This is documentation for the next version of Loki. For the latest stable release, go to the latest version.

Open source

Loki overview

Loki is a horizontally-scalable, highly-available, multi-tenant log aggregation system inspired by Prometheus. Loki differs from Prometheus by focusing on logs instead of metrics, and collecting logs via push, instead of pull.

Loki is designed to be very cost effective and highly scalable. Unlike other logging systems, Loki does not index the contents of the logs, but only indexes metadata about your logs as a set of labels for each log stream.

A log stream is a set of logs which share the same labels. Labels help Loki to find a log stream within your data store, so having a quality set of labels is key to efficient query execution.

Log data is then compressed and stored in chunks in an object store such as Amazon Simple Storage Service (S3) or Google Cloud Storage (GCS), or even, for development or proof of concept, on the filesystem. A small index and highly compressed chunks simplify the operation and significantly lower the cost of Loki.

**Loki logging stack**
Loki logging stack

A typical Loki-based logging stack consists of 3 components:

  • Agent - An agent or client, for example Grafana Alloy, or Promtail, which is distributed with Loki. The agent scrapes logs, turns the logs into streams by adding labels, and pushes the streams to Loki through an HTTP API.

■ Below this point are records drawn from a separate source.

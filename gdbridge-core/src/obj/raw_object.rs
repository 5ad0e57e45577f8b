/*
 * Copyright (c) godot-rust; Bromeon and contributors.
 * This Source Code Form is subject to the terms of the Mozilla Public
 * License, v. 2.0. If a copy of the MPL was not distributed with this
 * file, You can obtain one at https://mozilla.org/MPL/2.0/.
 */

use std::fmt;

use sys::{ffi_methods, interface_fn, GodotFfi, GodotNullableFfi, VariantType};

use crate::builtin::Variant;
use crate::meta::error::ConvertError;
use crate::meta::GodotFfiVariant;
use crate::obj::InstanceId;
use crate::sys;

/// Untyped, non-owning object pointer as it appears in a call frame.
///
/// This is the FFI representation of [`Gd<T>`](crate::obj::Gd). It neither keeps the object alive nor tracks its liveness;
/// the typed layer wraps it into a handle before user code sees it.
#[derive(Copy, Clone, Eq, PartialEq)]
#[repr(transparent)]
#[doc(hidden)]
pub struct RawObject {
    ptr: sys::GDExtensionObjectPtr,
}

impl RawObject {
    pub fn null() -> Self {
        Self {
            ptr: std::ptr::null_mut(),
        }
    }

    pub(crate) fn from_obj_ptr(ptr: sys::GDExtensionObjectPtr) -> Self {
        Self { ptr }
    }

    /// Looks up a live object; dead or unknown IDs give a null pointer.
    pub fn from_instance_id(id: InstanceId) -> Self {
        // SAFETY: the engine accepts any ID and returns null for unknown ones.
        let ptr = unsafe { interface_fn!(object_get_instance_from_id)(id.to_u64()) };
        Self { ptr }
    }

    pub fn obj_ptr(self) -> sys::GDExtensionObjectPtr {
        self.ptr
    }

    /// Instance ID of the object, or `None` if null.
    ///
    /// The pointer must refer to a live object, unless it is null.
    pub fn instance_id(self) -> Option<InstanceId> {
        if self.ptr.is_null() {
            return None;
        }

        // SAFETY: non-null pointers held by this type were handed out by the engine for a live object.
        let id = unsafe { interface_fn!(object_get_instance_id)(self.ptr) };
        InstanceId::try_from_u64(id)
    }
}

impl fmt::Debug for RawObject {
    fn fmt(&self, f: &mut fmt::Formatter<'_>) -> fmt::Result {
        write!(f, "RawObject({:p})", self.ptr)
    }
}

// SAFETY: an object slot holds exactly one object pointer.
unsafe impl GodotFfi for RawObject {
    fn variant_type() -> VariantType {
        VariantType::Object
    }

    ffi_methods! { type sys::GDExtensionTypePtr = *mut Self; .. }
}

impl GodotNullableFfi for RawObject {
    fn null() -> Self {
        Self::null()
    }

    fn is_null(&self) -> bool {
        self.ptr.is_null()
    }
}

impl GodotFfiVariant for RawObject {
    fn ffi_to_variant(&self) -> Variant {
        Variant::from_ffi_value(self)
    }

    fn ffi_from_variant(variant: &Variant) -> Result<Self, ConvertError> {
        // A nil variant stands for the null object.
        if variant.is_nil() {
            return Ok(Self::null());
        }

        variant.to_ffi_value::<Self>()
    }
}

  • Loki - The main server, responsible for ingesting and storing logs and processing queries. It can be deployed in three different configurations, for more information see deployment modes.

  • Grafana for querying and displaying log data. You can also query logs from the command line, using LogCLI or using the Loki API directly.

Loki features

  • Scalability - Loki is designed for scalability, and can scale from as small as running on a Raspberry Pi to ingesting petabytes a day. In its most common deployment, “simple scalable mode”, Loki decouples requests into separate read and write paths, so that you can independently scale them, which leads to flexible large-scale installations that can quickly adapt to meet your workload at any given time. If needed, each of Loki’s components can also be run as microservices designed to run natively within Kubernetes.

  • Multi-tenancy - Loki allows multiple tenants to share a single Loki instance. With multi-tenancy, the data and requests of each tenant is completely isolated from the others. Multi-tenancy is configured by assigning a tenant ID in the agent.

  • Third-party integrations - Several third-party agents (clients) have support for Loki, via plugins. This lets you keep your existing observability setup while also shipping logs to Loki.

  • Efficient storage - Loki stores log data in highly compressed chunks. Similarly, the Loki index, because it indexes only the set of labels, is significantly smaller than other log aggregation tools. By leveraging object storage as the only data storage mechanism, Loki inherits the reliability and stability of the underlying object store. It also capitalizes on both the cost efficiency and operational simplicity of object storage over other storage mechanisms like locally attached solid state drives (SSD) and hard disk drives (HDD).
    The compressed chunks, smaller index, and use of low-cost object storage, make Loki less expensive to operate.

  • LogQL, Loki’s query language - LogQL is the query language for Loki. Users who are already familiar with the Prometheus query language, PromQL, will find LogQL familiar and flexible for generating queries against the logs. The language also facilitates the generation of metrics from log data, a powerful feature that goes well beyond log aggregation.

  • Alerting - Loki includes a component called the ruler, which can continually evaluate queries against your logs, and perform an action based on the result. This allows you to monitor your logs for anomalies or events. Loki integrates with Prometheus Alertmanager, or the alert manager within Grafana.

  • Grafana integration - Loki integrates with Grafana, Mimir, and Tempo, providing a complete observability stack, and seamless correlation between logs, metrics and traces.